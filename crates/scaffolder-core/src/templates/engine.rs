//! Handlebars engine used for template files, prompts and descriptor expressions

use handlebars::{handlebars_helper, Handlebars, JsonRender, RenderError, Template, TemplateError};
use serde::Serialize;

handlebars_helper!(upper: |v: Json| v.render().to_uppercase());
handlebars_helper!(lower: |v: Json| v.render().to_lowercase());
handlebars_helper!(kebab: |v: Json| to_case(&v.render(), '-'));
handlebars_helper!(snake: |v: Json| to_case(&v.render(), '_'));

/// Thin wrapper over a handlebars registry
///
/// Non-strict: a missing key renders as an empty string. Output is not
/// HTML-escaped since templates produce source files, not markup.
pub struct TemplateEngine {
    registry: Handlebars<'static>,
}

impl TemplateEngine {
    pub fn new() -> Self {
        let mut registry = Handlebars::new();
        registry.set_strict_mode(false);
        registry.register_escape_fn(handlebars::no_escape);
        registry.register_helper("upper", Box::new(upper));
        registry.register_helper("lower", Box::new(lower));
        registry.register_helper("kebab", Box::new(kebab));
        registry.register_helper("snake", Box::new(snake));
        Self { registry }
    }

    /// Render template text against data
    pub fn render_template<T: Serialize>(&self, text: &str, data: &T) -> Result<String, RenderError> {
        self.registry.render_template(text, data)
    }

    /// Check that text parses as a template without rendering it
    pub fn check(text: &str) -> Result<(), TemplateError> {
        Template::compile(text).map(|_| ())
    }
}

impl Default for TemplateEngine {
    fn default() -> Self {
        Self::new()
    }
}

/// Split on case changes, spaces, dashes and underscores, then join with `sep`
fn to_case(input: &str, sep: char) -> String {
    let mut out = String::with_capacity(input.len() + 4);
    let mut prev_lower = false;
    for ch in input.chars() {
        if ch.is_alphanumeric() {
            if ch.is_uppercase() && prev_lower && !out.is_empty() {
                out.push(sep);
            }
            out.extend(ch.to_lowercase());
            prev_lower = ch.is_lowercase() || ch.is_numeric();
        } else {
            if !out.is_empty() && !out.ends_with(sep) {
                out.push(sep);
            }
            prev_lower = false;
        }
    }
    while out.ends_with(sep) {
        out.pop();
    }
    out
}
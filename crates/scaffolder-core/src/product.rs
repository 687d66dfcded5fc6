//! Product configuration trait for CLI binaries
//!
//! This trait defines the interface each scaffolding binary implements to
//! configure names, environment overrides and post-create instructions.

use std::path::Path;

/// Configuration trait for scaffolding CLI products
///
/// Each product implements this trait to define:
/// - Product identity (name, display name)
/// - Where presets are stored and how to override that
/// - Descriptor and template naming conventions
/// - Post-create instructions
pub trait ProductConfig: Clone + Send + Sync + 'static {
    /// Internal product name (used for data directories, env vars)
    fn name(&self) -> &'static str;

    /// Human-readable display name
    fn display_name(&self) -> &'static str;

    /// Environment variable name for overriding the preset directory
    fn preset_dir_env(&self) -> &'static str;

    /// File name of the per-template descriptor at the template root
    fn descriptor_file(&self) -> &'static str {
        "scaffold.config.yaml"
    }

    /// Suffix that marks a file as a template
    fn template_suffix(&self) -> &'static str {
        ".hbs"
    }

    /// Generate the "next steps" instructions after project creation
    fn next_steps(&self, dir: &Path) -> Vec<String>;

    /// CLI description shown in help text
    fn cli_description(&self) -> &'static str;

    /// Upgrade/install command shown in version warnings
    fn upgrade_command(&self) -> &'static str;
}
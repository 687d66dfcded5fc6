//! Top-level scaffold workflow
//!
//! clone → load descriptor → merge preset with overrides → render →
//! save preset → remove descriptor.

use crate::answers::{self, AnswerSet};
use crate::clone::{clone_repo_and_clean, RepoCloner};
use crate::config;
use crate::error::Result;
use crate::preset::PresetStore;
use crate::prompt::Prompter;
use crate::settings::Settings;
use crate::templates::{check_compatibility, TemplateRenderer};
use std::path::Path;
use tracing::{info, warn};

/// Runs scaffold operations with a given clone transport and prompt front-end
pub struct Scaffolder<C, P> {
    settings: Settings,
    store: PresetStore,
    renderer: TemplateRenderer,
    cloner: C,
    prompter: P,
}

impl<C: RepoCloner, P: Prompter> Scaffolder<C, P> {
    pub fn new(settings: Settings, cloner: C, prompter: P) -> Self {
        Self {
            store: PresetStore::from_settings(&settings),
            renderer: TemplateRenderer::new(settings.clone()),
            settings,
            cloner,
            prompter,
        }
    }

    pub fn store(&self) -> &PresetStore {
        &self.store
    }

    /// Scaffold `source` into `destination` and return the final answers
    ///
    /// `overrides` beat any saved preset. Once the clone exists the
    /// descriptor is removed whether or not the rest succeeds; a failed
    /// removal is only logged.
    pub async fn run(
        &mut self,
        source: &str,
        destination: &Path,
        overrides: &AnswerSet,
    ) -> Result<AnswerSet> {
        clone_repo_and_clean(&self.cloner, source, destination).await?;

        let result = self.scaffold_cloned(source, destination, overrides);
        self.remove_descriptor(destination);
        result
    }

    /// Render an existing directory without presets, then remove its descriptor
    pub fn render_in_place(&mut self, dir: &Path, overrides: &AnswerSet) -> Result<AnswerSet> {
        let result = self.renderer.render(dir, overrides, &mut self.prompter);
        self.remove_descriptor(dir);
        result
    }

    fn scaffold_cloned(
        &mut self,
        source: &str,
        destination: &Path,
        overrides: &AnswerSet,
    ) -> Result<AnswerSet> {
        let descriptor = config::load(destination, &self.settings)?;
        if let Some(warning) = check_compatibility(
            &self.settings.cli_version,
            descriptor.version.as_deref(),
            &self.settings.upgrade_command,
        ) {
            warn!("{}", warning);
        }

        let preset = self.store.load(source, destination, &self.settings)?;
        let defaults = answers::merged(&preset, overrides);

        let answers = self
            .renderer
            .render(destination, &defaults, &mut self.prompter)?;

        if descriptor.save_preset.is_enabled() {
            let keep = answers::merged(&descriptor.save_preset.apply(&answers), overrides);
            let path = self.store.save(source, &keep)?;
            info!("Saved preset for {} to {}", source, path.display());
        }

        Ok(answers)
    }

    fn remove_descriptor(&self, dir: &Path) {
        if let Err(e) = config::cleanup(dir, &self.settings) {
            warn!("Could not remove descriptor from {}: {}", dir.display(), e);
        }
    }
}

» TASK BRIEF: All that belongs in your answer is the stretch of entries above from the line with "if let Some(warning)" through the line with "let answers = self", printed exactly.

» THE ANSWER:
        if let Some(warning) = check_compatibility(
            &self.settings.cli_version,
            descriptor.version.as_deref(),
            &self.settings.upgrade_command,
        ) {
            warn!("{}", warning);
        }

        let preset = self.store.load(source, destination, &self.settings)?;
        let defaults = answers::merged(&preset, overrides);

        let answers = self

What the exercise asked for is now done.